Earth Day is a great excuse for us to show off some true color imagery from GOES! In case anyone forgot, you live on a beautiful planet! Do what you can to help keep it that way. Here’s a selfie of almost everyone in North and South America today at 17:00 UTC from GOES-16 (GOES-East) ABI:
If you weren’t in that view, maybe you’re in this next one from GOES-18 (GOES-West) today at 21:00 UTC?
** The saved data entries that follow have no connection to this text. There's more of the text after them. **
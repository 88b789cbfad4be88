//! Local terminal control: raw mode, window size and hidden input

use std::io::{self, BufRead, IsTerminal, Write};

use tokio::sync::mpsc;
use tokio::task::JoinHandle;
use tokio_util::sync::CancellationToken;
use tracing::{debug, warn};
use zeroize::Zeroizing;

/// Size used when stdout is not a terminal
pub const FALLBACK_COLS: u32 = 80;
pub const FALLBACK_ROWS: u32 = 24;

#[cfg(unix)]
mod sys {
    nix::ioctl_read_bad!(tiocgwinsz, nix::libc::TIOCGWINSZ, nix::libc::winsize);
}

/// Puts stdin into raw mode and restores the saved settings on drop.
///
/// Inert when stdin is not a terminal.
pub struct RawModeGuard {
    #[cfg(unix)]
    original: Option<nix::sys::termios::Termios>,
}

impl RawModeGuard {
    #[cfg(unix)]
    pub fn enter() -> io::Result<Self> {
        use nix::sys::termios::{cfmakeraw, tcgetattr, tcsetattr, SetArg};

        let stdin = io::stdin();
        if !stdin.is_terminal() {
            debug!("stdin is not a terminal, raw mode skipped");
            return Ok(Self { original: None });
        }

        let original = tcgetattr(&stdin)?;
        let mut raw = original.clone();
        cfmakeraw(&mut raw);
        tcsetattr(&stdin, SetArg::TCSANOW, &raw)?;
        debug!("Terminal switched to raw mode");

        Ok(Self {
            original: Some(original),
        })
    }

    #[cfg(not(unix))]
    pub fn enter() -> io::Result<Self> {
        Ok(Self {})
    }
}

impl Drop for RawModeGuard {
    fn drop(&mut self) {
        #[cfg(unix)]
        {
            use nix::sys::termios::{tcsetattr, SetArg};

            if let Some(original) = self.original.take() {
                if let Err(e) = tcsetattr(io::stdin(), SetArg::TCSANOW, &original) {
                    warn!("Failed to restore terminal settings: {}", e);
                } else {
                    debug!("Terminal settings restored");
                }
            }
        }
    }
}

/// Current (cols, rows) of the controlling terminal, 80x24 when unknown
pub fn terminal_size() -> (u32, u32) {
    #[cfg(unix)]
    {
        use std::os::fd::AsRawFd;

        let stdout = io::stdout();
        if stdout.is_terminal() {
            let mut size = nix::libc::winsize {
                ws_row: 0,
                ws_col: 0,
                ws_xpixel: 0,
                ws_ypixel: 0,
            };
            // SAFETY: the fd is valid for the lifetime of `stdout` and `size`
            // is a properly sized winsize the ioctl writes into.
            let result = unsafe { sys::tiocgwinsz(stdout.as_raw_fd(), &mut size) };
            if result.is_ok() && size.ws_col > 0 && size.ws_row > 0 {
                return (u32::from(size.ws_col), u32::from(size.ws_row));
            }
        }
    }
    (FALLBACK_COLS, FALLBACK_ROWS)
}

/// Forward SIGWINCH as new terminal sizes until `token` is cancelled.
/// Returns `None` where window-change signals do not exist.
pub fn spawn_resize_watcher(
    token: CancellationToken,
) -> Option<(mpsc::Receiver<(u32, u32)>, JoinHandle<()>)> {
    #[cfg(unix)]
    {
        use tokio::signal::unix::{signal, SignalKind};

        let mut winch = match signal(SignalKind::window_change()) {
            Ok(s) => s,
            Err(e) => {
                warn!("Failed to install SIGWINCH handler: {}", e);
                return None;
            }
        };
        let (tx, rx) = mpsc::channel(8);

        let task = tokio::spawn(async move {
            loop {
                tokio::select! {
                    _ = token.cancelled() => break,
                    received = winch.recv() => {
                        if received.is_none() {
                            break;
                        }
                        if tx.send(terminal_size()).await.is_err() {
                            break;
                        }
                    }
                }
            }
            debug!("Resize watcher finished");
        });

        Some((rx, task))
    }

    #[cfg(not(unix))]
    {
        let _ = token;
        None
    }
}

/// Print `prompt` on stderr and read one line from stdin with echo off.
/// End of input is an `UnexpectedEof` error.
pub fn read_hidden_line(prompt: &str) -> io::Result<Zeroizing<String>> {
    let mut stderr = io::stderr();
    write!(stderr, "{}", prompt)?;
    stderr.flush()?;

    let _echo = EchoOff::enter()?;
    let line = read_line(&mut io::stdin().lock());
    writeln!(stderr)?;
    line
}

/// Read one line, without its line terminator
pub fn read_line<R: BufRead>(input: &mut R) -> io::Result<Zeroizing<String>> {
    let mut line = Zeroizing::new(String::new());
    if input.read_line(&mut line)? == 0 {
        return Err(io::Error::new(
            io::ErrorKind::UnexpectedEof,
            "no input available",
        ));
    }
    while line.ends_with('\n') || line.ends_with('\r') {
        line.pop();
    }
    Ok(line)
}

struct EchoOff {
    #[cfg(unix)]
    original: Option<nix::sys::termios::Termios>,
}

impl EchoOff {
    #[cfg(unix)]
    fn enter() -> io::Result<Self> {
        use nix::sys::termios::{tcgetattr, tcsetattr, LocalFlags, SetArg};

        let stdin = io::stdin();
        if !stdin.is_terminal() {
            return Ok(Self { original: None });
        }

        let original = tcgetattr(&stdin)?;
        let mut hidden = original.clone();
        hidden.local_flags.remove(LocalFlags::ECHO);
        tcsetattr(&stdin, SetArg::TCSANOW, &hidden)?;

        Ok(Self {
            original: Some(original),
        })
    }

    #[cfg(not(unix))]
    fn enter() -> io::Result<Self> {
        Ok(Self {})
    }
}

impl Drop for EchoOff {
    fn drop(&mut self) {
        #[cfg(unix)]
        {
            use nix::sys::termios::{tcsetattr, SetArg};

            if let Some(original) = self.original.take() {
                if let Err(e) = tcsetattr(io::stdin(), SetArg::TCSANOW, &original) {
                    warn!("Failed to restore terminal echo: {}", e);
                }
            }
        }
    }
}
I am attempting to get everyone in this next image. Unless you were off planet or in the Arctic or Antarctic Circle, you must be somewhere in this next image. A true color, local-noon composite from five geostationary imagers, thanks to the SSEC Satellite Data Services (SDS), here you are:
Back in 2020, @GOESguy on Twitter shared this loop, starting with the first Earth Day in 1970 and every 10 years to 2020:
Or just for the Tweet on the first Earth Day in 1970, as seen by ATS III, here’s another @GOESguy tweet from 2022. Earth Day was started by a Wisconsinite (Nelson) and so was geostationary satellite meteorology (Vern Suomi). We continue to follow in these giant’s footsteps at both the Nelson Institute and SSEC.